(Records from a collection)
==========

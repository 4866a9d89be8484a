//! Per-image feature data and the seams the cluster core depends on.
//!
//! The core never computes features or matches itself; it consumes a
//! [`FeatureStore`] (read-only, safely shared across workers) and a
//! [`Matcher`](matcher::Matcher). Both are traits so tests and embedders can
//! swap in their own implementations.

pub mod geometry;
pub mod keyfile;
pub mod matcher;

use anyhow::{Context, Result, bail};
use std::path::{Path, PathBuf};
use walkdir::WalkDir;

/// One detected keypoint, as stored in Lowe's key format.
#[derive(Clone, Copy, Debug, PartialEq)]
pub struct Keypoint {
    pub x: f32,
    pub y: f32,
    pub scale: f32,
    pub orientation: f32,
}

/// Keypoints plus their descriptors for one image. Descriptors are stored as
/// a flat row-major block of `keypoints.len() * descriptor_dim` values.
#[derive(Clone, Debug, Default)]
pub struct FeatureSet {
    pub keypoints: Vec<Keypoint>,
    pub descriptors: Vec<f32>,
    pub descriptor_dim: usize,
}

impl FeatureSet {
    pub fn len(&self) -> usize {
        self.keypoints.len()
    }

    pub fn is_empty(&self) -> bool {
        self.keypoints.is_empty()
    }

    /// Descriptor row for keypoint `idx`.
    pub fn descriptor(&self, idx: usize) -> &[f32] {
        let at = idx * self.descriptor_dim;
        &self.descriptors[at..at + self.descriptor_dim]
    }
}

/// Read-only source of per-item feature sets. Deterministic: the same item
/// index always yields the same features for the duration of a run.
pub trait FeatureStore: Send + Sync {
    /// Number of items in the store. Item indices run `0..items()`.
    fn items(&self) -> usize;

    /// Load the feature set for one item.
    fn load(&self, item: usize) -> Result<FeatureSet>;
}

/// Store backed by `.key` files under a directory, one per image, ordered by
/// file name. The ordering defines the item indexing for the whole run.
pub struct KeyFileStore {
    files: Vec<PathBuf>,
}

impl KeyFileStore {
    /// Enumerate `*.key` files directly under `root`, sorted by name.
    pub fn open(root: &Path) -> Result<Self> {
        let mut files: Vec<PathBuf> = WalkDir::new(root)
            .max_depth(1)
            .into_iter()
            .filter_map(|e| e.ok())
            .filter(|e| e.file_type().is_file())
            .map(|e| e.into_path())
            .filter(|p| p.extension().is_some_and(|ext| ext == "key"))
            .collect();
        files.sort();

        if files.is_empty() {
            bail!("no .key files found under {}", root.display());
        }
        log::debug!("key store: {} files under {}", files.len(), root.display());

        Ok(KeyFileStore { files })
    }

    pub fn file(&self, item: usize) -> &Path {
        &self.files[item]
    }
}

impl FeatureStore for KeyFileStore {
    fn items(&self) -> usize {
        self.files.len()
    }

    fn load(&self, item: usize) -> Result<FeatureSet> {
        let path = self.files.get(item).with_context(|| {
            format!("item index {item} out of range ({} files)", self.files.len())
        })?;
        keyfile::parse_key_file(path)
            .with_context(|| format!("reading key file {}", path.display()))
    }
}
//! Wire format for match records.
//!
//! A record travels as a flat `f32` buffer:
//!
//! ```text
//! [len, first, second, NM, (query, train) x NM, NI, H[0..9], ratio]
//! ```
//!
//! `len` is the total element count (`15 + 2 * NM`) so a receiver can size or
//! validate its allocation before decoding. Integer fields stored as f32
//! round-trip exactly up to 2^24, which covers the supported item and feature
//! counts. The geometry tail (NI, H, ratio) is always present so the format
//! stays fixed-shape per mode.
//!
//! The end-of-stream signal is not a wire buffer; it is carried as a
//! distinct message variant ([`ClusterMessage::Done`]).

use crate::error::{ClusterError, ClusterResult};
use crate::types::{Correspondence, MatchRecord, PairId};

/// Header elements before the correspondence list: len, first, second, NM.
const HEADER_LEN: usize = 4;
/// Trailing geometry elements: NI, 9 homography values, ratio.
const GEO_TAIL_LEN: usize = 11;

/// Total buffer length for a record with `nm` correspondences.
pub fn wire_len(nm: usize) -> usize {
    HEADER_LEN + 2 * nm + GEO_TAIL_LEN
}

/// Message passed from a worker to the collector. `Done` marks a worker's
/// stream exhausted; each worker sends it exactly once, after its last record.
#[derive(Clone, Debug, PartialEq)]
pub enum ClusterMessage {
    Record(Vec<f32>),
    Done,
}

/// Serialize a record into its wire buffer. Pure and infallible for any
/// well-formed [`MatchRecord`].
pub fn encode(record: &MatchRecord) -> Vec<f32> {
    let nm = record.correspondences.len();
    let mut buf = Vec::with_capacity(wire_len(nm));

    buf.push(wire_len(nm) as f32);
    buf.push(record.pair.first as f32);
    buf.push(record.pair.second as f32);
    buf.push(nm as f32);

    for c in &record.correspondences {
        buf.push(c.query as f32);
        buf.push(c.train as f32);
    }

    buf.push(record.inliers as f32);
    buf.extend_from_slice(&record.homography);
    buf.push(record.inlier_ratio);

    buf
}

/// Decode a wire buffer back into a [`MatchRecord`]. Exact inverse of
/// [`encode`]. Fails with [`ClusterError::MalformedRecord`] when the buffer
/// length disagrees with the declared `len` field or the NM-derived size.
pub fn decode(buf: &[f32]) -> ClusterResult<MatchRecord> {
    if buf.len() < wire_len(0) {
        return Err(ClusterError::malformed(format!(
            "buffer too short: {} elements, minimum {}",
            buf.len(),
            wire_len(0)
        )));
    }

    let declared = buf[0] as usize;
    if declared != buf.len() {
        return Err(ClusterError::malformed(format!(
            "declared length {} but buffer holds {} elements",
            declared,
            buf.len()
        )));
    }

    let nm = buf[3] as usize;
    // Cap NM by what the buffer could possibly hold before deriving the
    // expected size from it, so a garbage NM cannot overflow the arithmetic.
    let capacity = (buf.len() - wire_len(0)) / 2;
    if nm > capacity {
        return Err(ClusterError::malformed(format!(
            "correspondence count {nm} exceeds buffer capacity {capacity}"
        )));
    }
    if wire_len(nm) != buf.len() {
        return Err(ClusterError::malformed(format!(
            "{} correspondences imply length {} but buffer holds {} elements",
            nm,
            wire_len(nm),
            buf.len()
        )));
    }

    let pair = PairId::new(buf[1] as u32, buf[2] as u32);

    let mut correspondences = Vec::with_capacity(nm);
    for c in 0..nm {
        let at = HEADER_LEN + 2 * c;
        correspondences.push(Correspondence {
            query: buf[at] as u32,
            train: buf[at + 1] as u32,
        });
    }

    let seek = HEADER_LEN + 2 * nm;
    let inliers = buf[seek] as u32;
    let mut homography = [0.0f32; 9];
    homography.copy_from_slice(&buf[seek + 1..seek + 10]);
    let inlier_ratio = buf[seek + 10];

    Ok(MatchRecord {
        pair,
        correspondences,
        inliers,
        homography,
        inlier_ratio,
    })
}
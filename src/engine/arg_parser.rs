use clap::Parser;
use std::path::PathBuf;

struct DefaultArgs;

impl DefaultArgs {
    pub const DIR: &'static str = ".";
}

/// Distributed pairwise image matcher.
#[derive(Clone, Parser)]
#[command(name = "parmatch")]
#[command(about = "Match every image pair in DIR and write matches.init.txt (and matches.geo.txt).")]
pub struct Cli {
    /// Directory holding one .key feature file per image. Default: current directory.
    #[arg(value_name = "DIR", default_value = DefaultArgs::DIR)]
    pub dir: PathBuf,

    /// Worker thread count. Default: available parallelism minus one.
    #[arg(long, short = 'w')]
    pub workers: Option<usize>,

    /// Run geometric verification (RANSAC homography) on each pair.
    #[arg(long, short = 'g', num_args = 0..=1, default_missing_value = "true", default_value = "true", value_parser = clap::value_parser!(bool))]
    pub geometry: bool,

    /// Lowe distance-ratio threshold for the nearest-neighbour test.
    #[arg(long, short = 'r')]
    pub ratio: Option<f32>,

    /// Verbose output with progress bars.
    #[arg(long, short = 'v', num_args = 0..=1, default_missing_value = "true", value_parser = clap::value_parser!(bool))]
    pub verbose: Option<bool>,
}
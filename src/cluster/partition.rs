//! Task partitioning over the canonical pair enumeration.
//!
//! The task universe for N items is every unordered pair, flattened in a fixed
//! order: outer `i = 1..N`, inner `j = 0..i`. The partitioner and the worker
//! loop must agree on this flattening exactly; it is the single source of
//! truth for task index <-> pair translation.

use crate::error::{ClusterError, ClusterResult};
use crate::types::WorkRange;

/// Total number of pair tasks for `n_items` images.
pub fn task_count(n_items: usize) -> usize {
    n_items * n_items.saturating_sub(1) / 2
}

/// Inverse of the canonical flattening: pair `(j, i)` with `j < i` for a task
/// index. The worker walks the enumeration incrementally and never calls
/// this; it exists for tests and diagnostics.
pub fn pair_for_task(task: usize) -> (usize, usize) {
    // Row i holds tasks [i*(i-1)/2, i*(i+1)/2).
    let i = ((1.0 + (1.0 + 8.0 * task as f64).sqrt()) / 2.0) as usize;
    let j = task - i * (i - 1) / 2;
    (j, i)
}

/// Split `total_tasks` task indices into one contiguous [`WorkRange`] per
/// rank. Rank 0 is the coordinator and always gets the empty range `[0, 0)`;
/// the remaining ranks split `[0, total_tasks)` as evenly as the remainder
/// allows, earliest workers taking one extra task.
///
/// The worker ranges are disjoint and their union is exactly
/// `[0, total_tasks)`.
pub fn partition(total_tasks: usize, rank_count: usize) -> ClusterResult<Vec<WorkRange>> {
    if rank_count < 2 {
        return Err(ClusterError::InvalidTopology { ranks: rank_count });
    }

    let workers = rank_count - 1;
    let base = total_tasks / workers;
    let remainder = total_tasks % workers;

    let mut ranges = Vec::with_capacity(rank_count);
    ranges.push(WorkRange::new(0, 0));

    let mut start = 0;
    for w in 0..workers {
        let size = base + usize::from(w < remainder);
        ranges.push(WorkRange::new(start, start + size));
        start += size;
    }

    Ok(ranges)
}
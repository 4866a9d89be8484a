//! Shared utilities.

pub mod logger;

pub use logger::setup_logging;
//! In-memory feature store and deterministic matcher for simulating a
//! cluster run without touching the filesystem or real descriptors.

use std::sync::Mutex;

use parmatch::features::matcher::Matcher;
use parmatch::features::{FeatureSet, FeatureStore, Keypoint};
use parmatch::types::{Correspondence, IDENTITY_H, MatchRecord, PairId};

/// Store holding one synthetic feature set per item.
pub struct InMemoryStore {
    sets: Vec<FeatureSet>,
}

impl InMemoryStore {
    /// `n` items with a few keypoints each; descriptors are one-hot so every
    /// set is distinct but matching them is not the point here.
    pub fn with_items(n: usize) -> Self {
        let sets = (0..n)
            .map(|item| {
                let keypoints = (0..4)
                    .map(|k| Keypoint {
                        x: k as f32,
                        y: item as f32,
                        scale: 1.0,
                        orientation: 0.0,
                    })
                    .collect();
                FeatureSet {
                    keypoints,
                    descriptors: vec![item as f32; 4 * 2],
                    descriptor_dim: 2,
                }
            })
            .collect();
        InMemoryStore { sets }
    }
}

impl FeatureStore for InMemoryStore {
    fn items(&self) -> usize {
        self.sets.len()
    }

    fn load(&self, item: usize) -> anyhow::Result<FeatureSet> {
        self.sets
            .get(item)
            .cloned()
            .ok_or_else(|| anyhow::anyhow!("item {item} out of range"))
    }
}

/// Store wrapper that records every `load` call, for asserting the worker's
/// lazy-fetch behavior.
pub struct LoadCountingStore {
    inner: InMemoryStore,
    pub loads: Mutex<Vec<usize>>,
}

impl LoadCountingStore {
    pub fn with_items(n: usize) -> Self {
        LoadCountingStore {
            inner: InMemoryStore::with_items(n),
            loads: Mutex::new(Vec::new()),
        }
    }

    pub fn loads_of(&self, item: usize) -> usize {
        self.loads.lock().unwrap().iter().filter(|&&i| i == item).count()
    }
}

impl FeatureStore for LoadCountingStore {
    fn items(&self) -> usize {
        self.inner.items()
    }

    fn load(&self, item: usize) -> anyhow::Result<FeatureSet> {
        self.loads.lock().unwrap().push(item);
        self.inner.load(item)
    }
}

/// Matcher producing one deterministic correspondence per pair, so tests can
/// trace every record back to the task that produced it.
pub struct MockMatcher;

impl Matcher for MockMatcher {
    fn match_pair(&self, pair: PairId, _query: &FeatureSet, _train: &FeatureSet) -> MatchRecord {
        MatchRecord {
            pair,
            correspondences: vec![Correspondence {
                query: pair.first * 10,
                train: pair.second * 10,
            }],
            inliers: 1,
            homography: IDENTITY_H,
            inlier_ratio: 1.0,
        }
    }
}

==========

WHAT TO DO: For the string "stream", filter the data and copy out each line where it occurs.

PROBLEM SOLUTION:
//! The end-of-stream signal is not a wire buffer; it is carried as a
/// stream exhausted; each worker sends it exactly once, after its last record.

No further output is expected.